The connection between regular antenatal care and pre-eclampsia
Medical professionals stress the significance of regular antenatal care appointments for pregnant women. These appointments include measurements of urinary protein levels and blood pressure, particularly in early pregnancy. This screening is crucial for detecting early blood pressure elevation and the development of pre-eclampsia. It is even more important after the 20th week. However, it is important to point out that not every increase in blood pressure leads to pre-eclampsia.
When you attend a screening or follow-up examination with a nurse during your pregnancy, you will be asked to undergo blood pressure and urine protein tests.
- Blood pressure measurement is performed while sitting down after at least a ten-minute rest and the use of an appropriate arm sleeve.
- A normal blood pressure reading is under 140/90 mm Hg.
Approaches to treating pre-eclampsia
You will probably be relieved to learn that pre-eclampsia resolves after childbirth. Treatment prior to labor depends on the disease's severity and the stage of pregnancy. Conservative management involves blood pressure control and ongoing monitoring of both you and your fetus. In severe cases, the medical team will decide on intervention and induced labor.
Mild pre-eclampsia: treatment includes close monitoring of blood pressure with the aim of reaching full-term pregnancy (37 weeks). Medications to reduce blood pressure are usually unnecessary unless it is consistently high (above 110/160). Normal childbirth is feasible, and occasionally, induced labor may be recommended to expedite delivery.
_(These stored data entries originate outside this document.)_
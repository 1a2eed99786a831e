use nalgebra::{DMatrix, DVector};

/// Residual/Jacobian oracle consumed by the iterative algorithms.
///
/// `x` is always the free-variable vector; fixed parameters are the
/// caller's concern and never appear here.
pub trait ResidualSystem {
    /// Number of residual rows this system produces.
    fn residual_count(&self) -> usize;

    /// Evaluate all residuals at `x` into `out` (`out.len() == residual_count()`).
    fn eval(&self, x: &[f64], out: &mut [f64]);

    fn residual_vector(&self, x: &[f64]) -> DVector<f64> {
        let mut out = vec![0.0; self.residual_count()];
        self.eval(x, &mut out);
        DVector::from_vec(out)
    }

    /// Residual 2-norm at `x`.
    fn residual_norm(&self, x: &[f64]) -> f64 {
        self.residual_vector(x).norm()
    }

    /// Central-difference Jacobian. Implementors with analytic derivatives
    /// can override; the step follows the finite-difference scheme the
    /// gradient loop uses.
    fn jacobian(&self, x: &[f64]) -> DMatrix<f64> {
        let m = self.residual_count();
        let n = x.len();
        let mut jac = DMatrix::zeros(m, n);
        let mut probe = x.to_vec();
        let mut plus = vec![0.0; m];
        let mut minus = vec![0.0; m];
        for j in 0..n {
            let orig = probe[j];
            let h = 1e-7 * orig.abs().max(1.0);
            probe[j] = orig + h;
            self.eval(&probe, &mut plus);
            probe[j] = orig - h;
            self.eval(&probe, &mut minus);
            probe[j] = orig;
            for i in 0..m {
                jac[(i, j)] = (plus[i] - minus[i]) / (2.0 * h);
            }
        }
        jac
    }
}

/// Termination report of one algorithm run.
#[derive(Debug, Clone)]
pub struct SolveOutcome {
    pub converged: bool,
    pub iterations: usize,
    /// Residual 2-norm at termination.
    pub residual: f64,
}
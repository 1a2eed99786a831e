//! Named-property resolution: maps `(kind, shape, property name)` to an
//! offset into the geometry's canonical parameter block.
//!
//! Fixed-arity kinds use static tables. B-splines are shape-dependent:
//! their endpoint slots sit after the control point, weight and knot
//! blocks, so the offsets are computed from the shape at resolution time.

use serde::{Deserialize, Serialize};

use crate::error::{Error, Result};
use crate::geometry::GeometryKind;

/// Arity of the shape-dependent blocks of a geometry. All zero for
/// fixed-arity kinds.
#[derive(Debug, Clone, Copy, Default, PartialEq, Eq, Serialize, Deserialize)]
pub struct Shape {
    pub control_points: usize,
    pub weights: usize,
    pub knots: usize,
}

/// Resolve `property` to an offset into the canonical parameter block of a
/// geometry of `kind` with the given `shape`.
pub fn resolve_offset(kind: GeometryKind, shape: &Shape, property: &str) -> Result<usize> {
    use GeometryKind::*;

    let offset = match (kind, property) {
        (Point, "x") => 0,
        (Point, "y") => 1,

        (Circle, "radius") => 0,

        (Arc, "start_angle") => 0,
        (Arc, "end_angle") => 1,
        (Arc, "radius") => 2,

        (Ellipse | Hyperbola, "radmin") => 0,

        (ArcOfEllipse | ArcOfHyperbola, "start_angle") => 0,
        (ArcOfEllipse | ArcOfHyperbola, "end_angle") => 1,
        (ArcOfEllipse | ArcOfHyperbola, "radmin") => 2,

        (ArcOfParabola, "start_angle") => 0,
        (ArcOfParabola, "end_angle") => 1,

        (BSpline, name) => {
            let base = 2 * shape.control_points + shape.weights + shape.knots;
            match name {
                "start_x" => base,
                "start_y" => base + 1,
                "end_x" => base + 2,
                "end_y" => base + 3,
                _ => {
                    return Err(Error::UnknownProperty {
                        kind,
                        name: property.to_owned(),
                    })
                }
            }
        }

        _ => {
            return Err(Error::UnknownProperty {
                kind,
                name: property.to_owned(),
            })
        }
    };
    Ok(offset)
}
Severe pre-eclampsia: early pre-eclampsia, before the 34th week of pregnancy, is usually categorized as severe. This means you will have to be hospitalized for close monitoring of both the mother and fetus. If there is an elevated risk and a need for induced premature labor, doctors may recommend steroid injections to promote fetal lung maturity. In certain cases, doctors may recommend intravenous magnesium sulfate treatment to reduce the risk of seizures. This treatment involves the insertion of a urinary catheter to monitor the mother’s urine output and vital signs. The treatment is administered in a delivery room, under midwives' supervision, and in conditions similar to intensive care. While normal childbirth is often possible, the medical staff will determine the timing and method of delivery based on the circumstances, severity, and stage of pregnancy.
Late-onset pre-eclampsia: this condition typically occurs after the 34th week of pregnancy and often necessitates labor induction as a medical intervention.
What about epidural?
You will be relieved to hear that even in premature delivery or a cesarean section due to pre-eclampsia, epidural analgesia and regional anesthesia are considered safe and effective measures. In some cases, they are even preferable to general anesthesia.
Ongoing follow-up recommendations for the patient
Pre-eclampsia resolves after childbirth, and the symptoms gradually vanish. New birthing mothers are discharged with the newborn and with recommendations for further follow-up based on the severity of their condition. Overall, mothers who have had pre-eclampsia must avoid factors that increase the risk of cardiovascular diseases, such as obesity, smoking, physical inactivity, diabetes, and high cholesterol. In severe cases of pre-eclampsia, high-risk pregnancy follow-up and early aspirin treatment may be recommended, starting as early as the 12th week of pregnancy.
- If you have been diagnosed with early pre-eclampsia, you face a continuous high risk of vascular diseases, including coronary artery disease, strokes, and renal failure. This elevated risk requires ongoing medical follow-up after childbirth.
- For those diagnosed with severe pre-eclampsia who have undergone induced labor before week 34, an acquired thrombophilia screening is recommended at the end of the post-partum period.